Os Beatles lançaram "All You Need Is Love" na televisão 50 anos atrás, no mesmo mês em que Israel entrou em guerra com os países árabes vizinhos, a China testou sua primeira bomba de hidrogênio e quase 500 mil soldados americanos estavam estacionados no Vietnã.

Eles usaram roupas coloridas e tocaram sentados no meio de um grupo de pessoas segurando cartazes com o título da canção em várias línguas. Paul McCartney tinha uma flor atrás da orelha. John Lennon , o autor da canção, formulou sua mensagem lírica utópica com lógica circular: "Tudo que você precisa é o amor, o amor é tudo que você precisa".

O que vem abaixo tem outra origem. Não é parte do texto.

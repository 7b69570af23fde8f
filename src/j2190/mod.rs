//! Module for the SAE J2190 diagnostic services used by Ford SCP controllers during reflash
//!
//! Only the small set of services needed to read and reprogram a controller is covered:
//! * Addressed memory reads (probe and identity block reads). See [memory]
//! * Security access seed/key exchange. See [security_access]
//! * Diagnostic routines (reflash entry, erase, write, checksum, baud rate). See [routine]
//! * Segmented block upload/download. See [transfer]

pub mod memory;
pub mod routine;
pub mod security_access;
pub mod transfer;

/// Physical address of the diagnostic tool
pub const TOOL_ADDRESS: u8 = 0xF1;
/// Physical address of the powertrain control module
pub const PCM_ADDRESS: u8 = 0x10;
/// Functional address the PCM uses for its presence broadcast
pub const BROADCAST_ADDRESS: u8 = 0x05;
/// Mode byte of the PCM presence broadcast
pub const BROADCAST_MODE: u8 = 0x04;

/// J2190 request modes.
#[derive(Debug, Copy, Clone, PartialEq, Eq, PartialOrd, Ord, Hash)]
pub enum SaeMode {
    /// Read data by parameter ID
    DataByPid,
    /// Read 4 bytes of memory given a 24 bit address. See [memory]
    DataByAddress,
    /// Security access seed request and key submission. See [security_access]
    SecurityAccess,
    /// Starts a diagnostic routine. See [routine]
    StartRoutine,
    /// Stops a diagnostic routine. See [routine]
    StopRoutine,
    /// Requests a block download (tool to controller). See [transfer]
    RequestDownload,
    /// Requests a block upload (controller to tool). See [transfer]
    RequestUpload,
    /// A single block transfer packet
    DataTransfer,
    /// Ends a block transfer. See [transfer]
    TransferExit,
    /// Keeps the controller in its diagnostic state. Sent periodically by the channel
    DiagHeartbeat,
    /// General response. Only ever sent by the controller
    GeneralResponse,
    /// Mode not covered by this crate
    Custom(u8),
}

impl From<u8> for SaeMode {
    fn from(mode: u8) -> Self {
        match mode {
            0x22 => SaeMode::DataByPid,
            0x23 => SaeMode::DataByAddress,
            0x27 => SaeMode::SecurityAccess,
            0x31 => SaeMode::StartRoutine,
            0x32 => SaeMode::StopRoutine,
            0x34 => SaeMode::RequestDownload,
            0x35 => SaeMode::RequestUpload,
            0x36 => SaeMode::DataTransfer,
            0x37 => SaeMode::TransferExit,
            0x3F => SaeMode::DiagHeartbeat,
            0x7F => SaeMode::GeneralResponse,
            m => SaeMode::Custom(m),
        }
    }
}

impl From<SaeMode> for u8 {
    fn from(mode: SaeMode) -> Self {
        match mode {
            SaeMode::DataByPid => 0x22,
            SaeMode::DataByAddress => 0x23,
            SaeMode::SecurityAccess => 0x27,
            SaeMode::StartRoutine => 0x31,
            SaeMode::StopRoutine => 0x32,
            SaeMode::RequestDownload => 0x34,
            SaeMode::RequestUpload => 0x35,
            SaeMode::DataTransfer => 0x36,
            SaeMode::TransferExit => 0x37,
            SaeMode::DiagHeartbeat => 0x3F,
            SaeMode::GeneralResponse => 0x7F,
            SaeMode::Custom(m) => m,
        }
    }
}

impl SaeMode {
    /// Mode byte of a positive response to this request mode
    pub fn positive_response(self) -> u8 {
        u8::from(self).wrapping_add(0x40)
    }
}

/// J2190 response codes, carried as the last byte of a [SaeMode::GeneralResponse]
#[derive(Debug, Copy, Clone, PartialEq, Eq, PartialOrd, Ord, Hash)]
pub enum ResponseCode {
    /// Request was accepted and carried out
    Affirmative,
    /// Controller rejected the request for unknown reason
    GeneralReject,
    /// Controller does not support the requested mode
    ModeNotSupported,
    /// Arguments not supported, or message format is incorrect
    SubFunctionNotSupported,
    /// Controller is too busy to perform the request
    BusyRepeatRequest,
    /// Prerequisite conditions are not met
    ConditionsNotCorrect,
    /// Routine was started but has not finished yet
    RoutineNotComplete,
    /// Request contains data which is out of range
    RequestOutOfRange,
    /// Security access is denied
    SecurityAccessDenied,
    /// Security access is granted
    SecurityAccessAllowed,
    /// Invalid key provided
    InvalidKey,
    /// Exceeded the number of incorrect security access attempts
    ExceedNumberOfAttempts,
    /// Time period for requesting a new seed not expired
    RequiredTimeDelayNotExpired,
    /// Controller fault prevents data download
    DownloadNotAccepted,
    /// Controller fault prevents data upload
    UploadNotAccepted,
    /// Block transfer failed without results. The only failure worth retrying a block download on
    FailWithoutResults,
    /// Controller fault has stopped the transfer of data
    TransferSuspended,
    /// Block checksum sent with the transfer did not match
    BlockChecksumError,
    /// Any other code
    Other(u8),
}

impl From<u8> for ResponseCode {
    fn from(p: u8) -> Self {
        match p {
            0x00 => Self::Affirmative,
            0x10 => Self::GeneralReject,
            0x11 => Self::ModeNotSupported,
            0x12 => Self::SubFunctionNotSupported,
            0x21 => Self::BusyRepeatRequest,
            0x22 => Self::ConditionsNotCorrect,
            0x23 => Self::RoutineNotComplete,
            0x31 => Self::RequestOutOfRange,
            0x33 => Self::SecurityAccessDenied,
            0x34 => Self::SecurityAccessAllowed,
            0x35 => Self::InvalidKey,
            0x36 => Self::ExceedNumberOfAttempts,
            0x37 => Self::RequiredTimeDelayNotExpired,
            0x40 => Self::DownloadNotAccepted,
            0x50 => Self::UploadNotAccepted,
            0x64 => Self::FailWithoutResults,
            0x71 => Self::TransferSuspended,
            0x77 => Self::BlockChecksumError,
            x => Self::Other(x),
        }
    }
}

impl From<ResponseCode> for u8 {
    fn from(code: ResponseCode) -> Self {
        match code {
            ResponseCode::Affirmative => 0x00,
            ResponseCode::GeneralReject => 0x10,
            ResponseCode::ModeNotSupported => 0x11,
            ResponseCode::SubFunctionNotSupported => 0x12,
            ResponseCode::BusyRepeatRequest => 0x21,
            ResponseCode::ConditionsNotCorrect => 0x22,
            ResponseCode::RoutineNotComplete => 0x23,
            ResponseCode::RequestOutOfRange => 0x31,
            ResponseCode::SecurityAccessDenied => 0x33,
            ResponseCode::SecurityAccessAllowed => 0x34,
            ResponseCode::InvalidKey => 0x35,
            ResponseCode::ExceedNumberOfAttempts => 0x36,
            ResponseCode::RequiredTimeDelayNotExpired => 0x37,
            ResponseCode::DownloadNotAccepted => 0x40,
            ResponseCode::UploadNotAccepted => 0x50,
            ResponseCode::FailWithoutResults => 0x64,
            ResponseCode::TransferSuspended => 0x71,
            ResponseCode::BlockChecksumError => 0x77,
            ResponseCode::Other(x) => x,
        }
    }
}

/// A request addressed to a node on the bus
#[derive(Debug, Clone, PartialEq, Eq)]
pub struct SaeMessage {
    /// Physical address of the target node
    pub target: u8,
    /// Request mode
    pub mode: SaeMode,
    /// Request parameters
    pub data: Vec<u8>,
}

impl SaeMessage {
    /// Creates a new request
    pub fn new(target: u8, mode: SaeMode, data: &[u8]) -> Self {
        Self {
            target,
            mode,
            data: data.to_vec(),
        }
    }

    /// Creates a new request for the powertrain control module
    pub fn to_pcm(mode: SaeMode, data: &[u8]) -> Self {
        Self::new(PCM_ADDRESS, mode, data)
    }

    /// Appends a big endian 16 bit value
    pub fn push_u16(&mut self, value: u16) -> &mut Self {
        self.data.extend_from_slice(&value.to_be_bytes());
        self
    }

    /// Appends a big endian 24 bit value. The top byte of `value` is discarded
    pub fn push_u24(&mut self, value: u32) -> &mut Self {
        self.data.extend_from_slice(&value.to_be_bytes()[1..]);
        self
    }
}

/// A response received from the controller
#[derive(Debug, Clone, PartialEq, Eq)]
pub struct SaeResponse {
    /// Raw response mode byte
    pub mode: u8,
    /// Response data. For positive responses the echoed request bytes are already stripped.
    /// For general responses this is the full `[request mode, echo..., response code]`
    pub data: Vec<u8>,
}

impl SaeResponse {
    /// Creates a response
    pub fn new(mode: u8, data: &[u8]) -> Self {
        Self {
            mode,
            data: data.to_vec(),
        }
    }

    /// Returns true if this is the positive response to `request`
    pub fn is_positive_for(&self, request: SaeMode) -> bool {
        self.mode == request.positive_response()
    }

    /// Returns the response code if this is a general response
    pub fn response_code(&self) -> Option<ResponseCode> {
        if self.mode != u8::from(SaeMode::GeneralResponse) {
            return None;
        }
        self.data.last().map(|c| ResponseCode::from(*c))
    }

    /// Returns true for a general response carrying [ResponseCode::Affirmative]
    pub fn is_affirmative(&self) -> bool {
        self.response_code() == Some(ResponseCode::Affirmative)
    }

    /// Short human readable description, used in error reports
    pub fn describe(&self) -> String {
        match self.response_code() {
            Some(code) => format!("general response {code:?} {:02X?}", self.data),
            None => format!("mode 0x{:02X} {:02X?}", self.mode, self.data),
        }
    }
}

/// Checks a response is a general response carrying one of the `expected` codes
pub(crate) fn expect_code(
    step: &'static str,
    resp: &SaeResponse,
    expected: &[ResponseCode],
) -> crate::ReflashResult<ResponseCode> {
    match resp.response_code() {
        Some(code) if expected.contains(&code) => Ok(code),
        _ => {
            log::error!("{step}: expected {expected:?}, got {}", resp.describe());
            Err(crate::ReflashError::protocol(step, resp.describe()))
        }
    }
}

Visto desde a perspectiva de seu cinquentenário, o prospecto de Lennon para um mundo melhor não envelheceu bem. As relações árabe-israelenses continuam turbulentas, a China hoje possui cerca de 260 ogivas nucleares e as guerras americanas persistiram. Mas o sentimento que animou a canção ainda possui o poder de inspirar. "Love Trumps Hate" (o amor supera o ódio) diziam os cartazes erguidos em protestos contra a Presidência de Donald Trump, no ano passado. Após o ataque terrorista em seu concerto no Manchester Arena, em maio, Ariana Grande respondeu dando um show beneficente intitulado One Love Manchester. "Acho que o tipo de amor e união que vocês estão manifestando é o remédio do qual o mundo está precisando agora", ela disse à plateia.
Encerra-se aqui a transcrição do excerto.